The moderation of tax rates, both for individuals and companies are welcome. This would not only provide an impetus to the growth shoots visible in the economy but also ensure greater compliance and increase revenue collections owing to the Laffer Curve effect. The removal of Securities Transaction Tax is also a positive move, opined FICCI president Harsh Pati Singhania. 

FICCI, however, feels that with the pruning of tax exemptions, the effective tax liability would be higher than the proposed 25 per cent on companies, owing to continuance of the Dividend Distribution Tax (DDT).

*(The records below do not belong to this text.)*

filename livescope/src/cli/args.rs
//! CLI argument definitions

use clap::Parser;
use std::path::PathBuf;
use std::time::Duration;

use crate::capture::{CaptureConfig, DEFAULT_BLOCK_CAPACITY};
use crate::view::{LiveColumn, SortOrder, UPDATE_PERIOD_MS};

#[derive(Parser, Debug)]
#[command(
    name = "livescope",
    about = "Replay a function-timer capture into the live functions view",
    after_help = "\
EXAMPLES:
    livescope capture.jsonl                        Replay and print the busiest functions
    livescope capture.jsonl --sort total --top 20  Rank by total time
    livescope capture.jsonl --filter 'draw world'  Only functions matching every word
    livescope capture.jsonl --speed 1              Replay at recorded speed"
)]
pub struct Args {
    /// Capture file (JSON Lines: session header, then events)
    #[arg(value_name = "CAPTURE")]
    pub capture: PathBuf,

    /// Only show functions whose name contains every whitespace-separated word
    #[arg(short, long, default_value = "")]
    pub filter: String,

    /// Sort column: name, count, total, avg, min, max, module, address
    #[arg(short, long, default_value = "count", value_parser = parse_column)]
    pub sort: LiveColumn,

    /// Sort ascending instead of the column's default order
    #[arg(long, conflicts_with = "descending")]
    pub ascending: bool,

    /// Sort descending instead of the column's default order
    #[arg(long)]
    pub descending: bool,

    /// Timer records per storage block
    #[arg(long, default_value_t = DEFAULT_BLOCK_CAPACITY, value_parser = positive)]
    pub block_capacity: usize,

    /// Re-sort interval in milliseconds
    #[arg(
        long,
        default_value_t = UPDATE_PERIOD_MS,
        value_parser = clap::value_parser!(u64).range(1..)
    )]
    pub refresh_ms: u64,

    /// Stop after N seconds (0 = until the capture is exhausted)
    #[arg(long, default_value = "0")]
    pub duration: u64,

    /// Replay speed relative to the recorded timeline (omit for as fast as possible)
    #[arg(long, value_parser = positive_speed)]
    pub speed: Option<f64>,

    /// Rows to print
    #[arg(long, default_value = "10")]
    pub top: usize,

    /// Print the table on every refresh, not only at the end
    #[arg(long)]
    pub headless: bool,

    /// Report the fastest and slowest call of this function
    #[arg(long, value_name = "FUNCTION")]
    pub min_max: Option<String>,

    /// Suppress non-essential output
    #[arg(short, long)]
    pub quiet: bool,
}

impl Args {
    /// Explicit sort order, if one was requested.
    #[must_use]
    pub fn sort_order(&self) -> Option<SortOrder> {
        if self.ascending {
            Some(SortOrder::Ascending)
        } else if self.descending {
            Some(SortOrder::Descending)
        } else {
            None
        }
    }

    #[must_use]
    pub fn capture_config(&self) -> CaptureConfig {
        CaptureConfig { block_capacity: self.block_capacity }
    }

    #[must_use]
    pub fn refresh_period(&self) -> Duration {
        Duration::from_millis(self.refresh_ms)
    }
}

fn parse_column(s: &str) -> Result<LiveColumn, String> {
    s.parse().map_err(|e: crate::domain::ViewError| e.to_string())
}

fn positive(s: &str) -> Result<usize, String> {
    match s.parse::<usize>() {
        Ok(0) => Err("must be greater than 0".to_owned()),
        Ok(n) => Ok(n),
        Err(e) => Err(e.to_string()),
    }
}

fn positive_speed(s: &str) -> Result<f64, String> {
    match s.parse::<f64>() {
        Ok(speed) if speed.is_finite() && speed > 0.0 => Ok(speed),
        Ok(_) => Err("must be a finite number greater than 0".to_owned()),
        Err(e) => Err(e.to_string()),
    }
}
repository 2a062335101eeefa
//! Command-line interface

pub mod args;

pub use args::Args;
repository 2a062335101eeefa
//! Views over capture data
//!
//! - `data_view`: generic filter/sort engine over a backing row list
//! - `live_functions`: the live functions table built on it

pub mod data_view;
pub mod live_functions;

pub use data_view::{compare_by, DataView, SortOrder};
pub use live_functions::{LiveColumn, LiveFunctionsView, UPDATE_PERIOD, UPDATE_PERIOD_MS};
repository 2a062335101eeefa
//! Sortable, filterable projection over a backing collection.
//!
//! # Architecture
//!
//! ```text
//! rows:    [ A, B, C, D ]        backing collection, never reordered
//! indices: [ 2, 0, 3 ]           view row → backing position
//! view:    [ C, A, D ]
//! ```
//!
//! Sorting permutes `indices` only; filtering replaces `indices` with a
//! subsequence of backing positions. Rows are addressed by position, so
//! comparators can look rows up freely while `indices` is being reordered.
//!
//! # Invariants
//!
//! - `indices.len() <= rows.len()`
//! - every entry of `indices` is a distinct, in-range backing position
//!
//! # Contract
//!
//! - [`DataView::set_filter`] rebuilds `indices` in backing order, dropping any
//!   previous sort. Callers that want sorted, filtered rows sort again after
//!   filtering.
//! - Sorting is stable: rows that compare equal keep the order they had in
//!   `indices` before the sort.
//! - [`DataView::set_rows`] resets `indices` to the identity and drops the
//!   filter text.

use std::cmp::{Ordering, Reverse};

/// Direction of a sort.
#[derive(Debug, Clone, Copy, PartialEq, Eq, Default)]
pub enum SortOrder {
    #[default]
    Ascending,
    Descending,
}

impl SortOrder {
    /// Turn an ascending comparison result into one for this direction.
    #[must_use]
    pub fn apply(self, ordering: Ordering) -> Ordering {
        match self {
            SortOrder::Ascending => ordering,
            SortOrder::Descending => ordering.reverse(),
        }
    }
}

/// Comparator over a key extracted from each row.
///
/// The key is recomputed on every comparison; use [`DataView::sort_by_key`]
/// when keys are expensive or may change between comparisons.
pub fn compare_by<T, K: Ord>(
    key: impl Fn(&T) -> K,
    order: SortOrder,
) -> impl Fn(&T, &T) -> Ordering {
    move |a: &T, b: &T| order.apply(key(a).cmp(&key(b)))
}

/// Lower-cased, whitespace-separated filter tokens.
fn filter_tokens(text: &str) -> Vec<String> {
    text.split_whitespace().map(str::to_lowercase).collect()
}

/// True if `name` contains every token, ignoring case.
fn matches_all(name: &str, tokens: &[String]) -> bool {
    let name = name.to_lowercase();
    tokens.iter().all(|token| name.contains(token.as_str()))
}

/// Index-permutation view over `rows`.
#[derive(Debug, Clone)]
pub struct DataView<T> {
    rows: Vec<T>,
    indices: Vec<usize>,
    filter: String,
}

impl<T> Default for DataView<T> {
    fn default() -> Self {
        Self { rows: Vec::new(), indices: Vec::new(), filter: String::new() }
    }
}

impl<T> DataView<T> {
    #[must_use]
    pub fn new() -> Self {
        Self::default()
    }

    #[must_use]
    pub fn with_rows(rows: Vec<T>) -> Self {
        let mut view = Self::new();
        view.set_rows(rows);
        view
    }

    /// Replace the backing collection. `indices` becomes the identity and the
    /// filter text is cleared.
    pub fn set_rows(&mut self, rows: Vec<T>) {
        self.indices = (0..rows.len()).collect();
        self.rows = rows;
        self.filter.clear();
    }

    /// Drop all rows and state.
    pub fn clear(&mut self) {
        self.rows.clear();
        self.indices.clear();
        self.filter.clear();
    }

    /// Keep, in backing order, the rows whose name contains every
    /// whitespace-separated token of `text` (case-insensitive).
    ///
    /// Empty or blank `text` keeps every row. Any previous sort is discarded.
    pub fn set_filter(&mut self, text: &str, name: impl Fn(&T) -> &str) {
        let tokens = filter_tokens(text);
        self.indices = self
            .rows
            .iter()
            .enumerate()
            .filter(|(_, row)| matches_all(name(*row), &tokens))
            .map(|(i, _)| i)
            .collect();
        text.clone_into(&mut self.filter);
    }

    /// Current filter text.
    #[must_use]
    pub fn filter(&self) -> &str {
        &self.filter
    }

    /// Stable sort of the visible rows with a comparator.
    pub fn sort_by(&mut self, mut compare: impl FnMut(&T, &T) -> Ordering) {
        let rows = &self.rows;
        self.indices.sort_by(|&a, &b| compare(&rows[a], &rows[b]));
    }

    /// Stable sort of the visible rows by a key computed once per row.
    ///
    /// Keys are taken as a snapshot before any comparison, so the sort stays
    /// consistent even if the data behind `key` changes while it runs.
    pub fn sort_by_key<K: Ord>(&mut self, order: SortOrder, mut key: impl FnMut(&T) -> K) {
        let rows = &self.rows;
        match order {
            SortOrder::Ascending => self.indices.sort_by_cached_key(|&i| key(&rows[i])),
            SortOrder::Descending => {
                self.indices.sort_by_cached_key(|&i| Reverse(key(&rows[i])));
            }
        }
    }

    /// Number of visible rows.
    #[must_use]
    pub fn len(&self) -> usize {
        self.indices.len()
    }

    #[must_use]
    pub fn is_empty(&self) -> bool {
        self.indices.is_empty()
    }

    /// Visible row `i`.
    ///
    /// # Panics
    ///
    /// Panics if `i` is not below [`DataView::len`]. Asking for a row outside
    /// the view is a caller defect.
    #[must_use]
    pub fn row(&self, i: usize) -> &T {
        assert!(i < self.indices.len(), "Row {i} out of bounds for view of {} rows", self.len());
        &self.rows[self.indices[i]]
    }

    /// Visible row `i`, or `None` outside the view.
    #[must_use]
    pub fn get(&self, i: usize) -> Option<&T> {
        self.indices.get(i).map(|&pos| &self.rows[pos])
    }

    /// The permutation: view row → backing position.
    #[must_use]
    pub fn indices(&self) -> &[usize] {
        &self.indices
    }

    /// The backing collection, in backing order.
    #[must_use]
    pub fn rows(&self) -> &[T] {
        &self.rows
    }

    /// Visible rows in view order.
    pub fn iter(&self) -> impl Iterator<Item = &T> + '_ {
        self.indices.iter().map(|&pos| &self.rows[pos])
    }

    /// First visible row satisfying `predicate`.
    #[must_use]
    pub fn position(&self, mut predicate: impl FnMut(&T) -> bool) -> Option<usize> {
        self.iter().position(|row| predicate(row))
    }
}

The cascading effect of DDT on multi-layered companies should have, at the least, been addressed. Also, instead of abolishing the Minimum Alternative Tax (MAT) , the Code has sought to impose MAT @ 2 per cent on gross assets value, which would mean MAT would be payable by even by loss making companies.

Infrastructure companies with long gestation periods would need to pay MAT even in initial years, with no carry forward facility available now. Asset heavy companies will also be adversely affected by the proposed MAT rate of 2 per cent on the gross asset value in the new MAT regime. Further, the proposal to consider foreign companies as resident even if partly held/managed from India needs to be revisited. 

According to the FICCI president, the move to tax contractual savings such as the Public Provident Fund at the time of withdrawal would not be desirable in the absence of social security measures. Besides, the transition to a new exempt-exempt-tax (EET) regime may prove to be an administrative nightmare. Also, doing away with the House Loan interest deduction facility may come in the way of the ‘Aam Adami’ in his quest for affordable dwelling units.